### Exercise input
........
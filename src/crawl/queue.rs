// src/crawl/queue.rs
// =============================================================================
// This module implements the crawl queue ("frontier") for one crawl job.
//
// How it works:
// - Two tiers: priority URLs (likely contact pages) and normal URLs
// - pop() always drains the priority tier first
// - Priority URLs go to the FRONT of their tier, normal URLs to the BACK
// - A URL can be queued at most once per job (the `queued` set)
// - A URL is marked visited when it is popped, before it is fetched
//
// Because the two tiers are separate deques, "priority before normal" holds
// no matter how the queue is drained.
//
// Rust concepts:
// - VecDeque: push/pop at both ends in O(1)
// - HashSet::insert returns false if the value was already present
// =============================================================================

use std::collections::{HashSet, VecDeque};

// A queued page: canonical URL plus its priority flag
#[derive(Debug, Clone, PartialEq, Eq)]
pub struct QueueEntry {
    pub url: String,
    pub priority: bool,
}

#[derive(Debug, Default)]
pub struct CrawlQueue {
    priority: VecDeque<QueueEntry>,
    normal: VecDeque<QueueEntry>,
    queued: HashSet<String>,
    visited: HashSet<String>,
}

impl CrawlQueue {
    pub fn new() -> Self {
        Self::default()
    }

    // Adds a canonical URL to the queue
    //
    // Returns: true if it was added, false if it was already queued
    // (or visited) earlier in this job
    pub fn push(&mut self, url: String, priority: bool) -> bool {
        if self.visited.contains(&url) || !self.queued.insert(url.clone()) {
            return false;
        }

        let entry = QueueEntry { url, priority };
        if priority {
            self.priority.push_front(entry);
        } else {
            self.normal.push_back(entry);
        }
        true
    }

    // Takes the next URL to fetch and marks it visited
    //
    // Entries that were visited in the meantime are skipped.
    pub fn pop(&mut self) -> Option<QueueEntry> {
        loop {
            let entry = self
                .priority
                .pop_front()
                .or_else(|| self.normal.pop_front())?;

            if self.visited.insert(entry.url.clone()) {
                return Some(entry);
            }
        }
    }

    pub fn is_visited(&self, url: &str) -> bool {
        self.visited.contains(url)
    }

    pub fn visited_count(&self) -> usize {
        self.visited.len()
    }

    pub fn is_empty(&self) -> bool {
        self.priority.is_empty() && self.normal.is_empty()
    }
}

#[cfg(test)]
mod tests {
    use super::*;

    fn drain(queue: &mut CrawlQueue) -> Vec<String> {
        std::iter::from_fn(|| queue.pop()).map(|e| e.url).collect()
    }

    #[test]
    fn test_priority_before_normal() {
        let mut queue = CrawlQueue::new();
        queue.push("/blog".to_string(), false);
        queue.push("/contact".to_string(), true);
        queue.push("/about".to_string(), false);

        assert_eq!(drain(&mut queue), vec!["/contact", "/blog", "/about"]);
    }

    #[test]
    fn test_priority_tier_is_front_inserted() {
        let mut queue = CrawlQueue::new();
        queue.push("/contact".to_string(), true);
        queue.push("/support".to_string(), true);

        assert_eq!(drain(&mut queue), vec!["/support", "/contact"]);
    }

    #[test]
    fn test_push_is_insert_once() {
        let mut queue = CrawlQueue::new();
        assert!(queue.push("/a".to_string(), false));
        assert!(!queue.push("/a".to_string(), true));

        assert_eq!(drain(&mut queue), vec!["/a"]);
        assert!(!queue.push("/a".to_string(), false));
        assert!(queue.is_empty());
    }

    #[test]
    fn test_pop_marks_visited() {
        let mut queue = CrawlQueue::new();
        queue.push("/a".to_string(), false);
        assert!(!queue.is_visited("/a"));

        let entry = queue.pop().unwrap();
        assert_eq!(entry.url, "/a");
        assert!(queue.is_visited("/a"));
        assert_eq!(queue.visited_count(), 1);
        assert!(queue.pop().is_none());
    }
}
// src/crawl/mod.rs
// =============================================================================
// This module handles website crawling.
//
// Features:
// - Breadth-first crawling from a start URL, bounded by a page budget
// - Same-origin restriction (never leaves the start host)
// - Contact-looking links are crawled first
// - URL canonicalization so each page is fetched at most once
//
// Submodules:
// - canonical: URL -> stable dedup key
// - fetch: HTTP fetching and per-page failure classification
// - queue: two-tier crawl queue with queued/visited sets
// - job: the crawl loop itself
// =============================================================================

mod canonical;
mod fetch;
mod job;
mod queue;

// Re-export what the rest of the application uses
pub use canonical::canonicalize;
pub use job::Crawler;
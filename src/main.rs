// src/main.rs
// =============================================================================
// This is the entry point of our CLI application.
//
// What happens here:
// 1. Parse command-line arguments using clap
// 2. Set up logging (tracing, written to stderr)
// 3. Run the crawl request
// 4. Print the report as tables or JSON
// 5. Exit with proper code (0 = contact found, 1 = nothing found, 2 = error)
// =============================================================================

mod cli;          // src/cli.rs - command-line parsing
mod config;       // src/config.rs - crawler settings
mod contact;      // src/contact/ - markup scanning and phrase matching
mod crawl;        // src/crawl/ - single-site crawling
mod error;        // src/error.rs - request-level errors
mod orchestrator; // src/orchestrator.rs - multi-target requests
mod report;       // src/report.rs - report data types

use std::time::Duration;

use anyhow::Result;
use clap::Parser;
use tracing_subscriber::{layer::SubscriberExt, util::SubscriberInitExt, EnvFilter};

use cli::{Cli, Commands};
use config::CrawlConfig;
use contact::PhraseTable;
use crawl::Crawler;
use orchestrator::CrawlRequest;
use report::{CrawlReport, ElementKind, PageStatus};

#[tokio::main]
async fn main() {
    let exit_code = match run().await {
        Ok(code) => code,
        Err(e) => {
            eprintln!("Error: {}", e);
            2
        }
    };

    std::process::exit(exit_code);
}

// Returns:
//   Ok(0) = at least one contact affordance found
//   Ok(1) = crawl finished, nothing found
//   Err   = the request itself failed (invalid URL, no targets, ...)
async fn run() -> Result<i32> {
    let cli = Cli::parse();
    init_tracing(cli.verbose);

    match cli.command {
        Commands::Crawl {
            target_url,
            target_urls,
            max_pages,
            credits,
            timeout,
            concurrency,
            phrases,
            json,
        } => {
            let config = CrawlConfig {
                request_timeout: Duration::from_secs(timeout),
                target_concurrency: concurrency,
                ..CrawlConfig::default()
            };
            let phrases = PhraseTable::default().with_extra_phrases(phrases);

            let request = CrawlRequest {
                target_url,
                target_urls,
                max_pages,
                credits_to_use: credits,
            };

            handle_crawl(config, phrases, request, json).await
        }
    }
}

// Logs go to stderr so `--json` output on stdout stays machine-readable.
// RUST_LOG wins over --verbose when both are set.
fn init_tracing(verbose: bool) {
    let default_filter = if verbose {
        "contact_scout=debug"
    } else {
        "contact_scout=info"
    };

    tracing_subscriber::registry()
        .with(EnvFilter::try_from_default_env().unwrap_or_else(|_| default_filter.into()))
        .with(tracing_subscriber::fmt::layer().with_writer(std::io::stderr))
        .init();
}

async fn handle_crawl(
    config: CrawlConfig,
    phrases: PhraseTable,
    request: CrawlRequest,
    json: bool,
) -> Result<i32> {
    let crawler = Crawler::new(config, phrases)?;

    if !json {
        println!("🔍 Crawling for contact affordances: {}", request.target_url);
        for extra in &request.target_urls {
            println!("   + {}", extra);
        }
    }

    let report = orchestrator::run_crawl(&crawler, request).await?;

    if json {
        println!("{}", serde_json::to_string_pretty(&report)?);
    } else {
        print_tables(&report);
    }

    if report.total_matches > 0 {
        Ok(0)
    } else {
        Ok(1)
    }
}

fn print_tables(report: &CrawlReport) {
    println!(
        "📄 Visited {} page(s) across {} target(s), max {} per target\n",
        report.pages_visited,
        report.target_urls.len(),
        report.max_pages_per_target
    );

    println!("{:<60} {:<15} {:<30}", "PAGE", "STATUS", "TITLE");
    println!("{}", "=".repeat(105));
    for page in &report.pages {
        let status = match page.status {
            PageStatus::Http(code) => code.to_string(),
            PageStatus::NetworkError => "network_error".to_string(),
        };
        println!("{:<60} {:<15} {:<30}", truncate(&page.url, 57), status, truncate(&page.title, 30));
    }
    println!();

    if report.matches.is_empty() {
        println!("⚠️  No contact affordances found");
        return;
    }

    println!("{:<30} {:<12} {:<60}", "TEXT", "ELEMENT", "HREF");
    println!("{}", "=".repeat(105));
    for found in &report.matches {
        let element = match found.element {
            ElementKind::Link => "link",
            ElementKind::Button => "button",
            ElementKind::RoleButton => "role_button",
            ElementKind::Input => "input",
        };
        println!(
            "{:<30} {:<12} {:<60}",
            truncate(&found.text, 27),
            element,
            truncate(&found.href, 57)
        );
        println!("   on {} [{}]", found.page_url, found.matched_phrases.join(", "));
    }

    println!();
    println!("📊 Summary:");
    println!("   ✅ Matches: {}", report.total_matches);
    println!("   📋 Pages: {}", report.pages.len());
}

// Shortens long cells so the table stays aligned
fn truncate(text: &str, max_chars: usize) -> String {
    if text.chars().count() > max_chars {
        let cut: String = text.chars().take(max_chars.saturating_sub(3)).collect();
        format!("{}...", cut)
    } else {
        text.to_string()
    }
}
........
For the material above, state the number of lines that include the word "Result". Leave out everything else.

3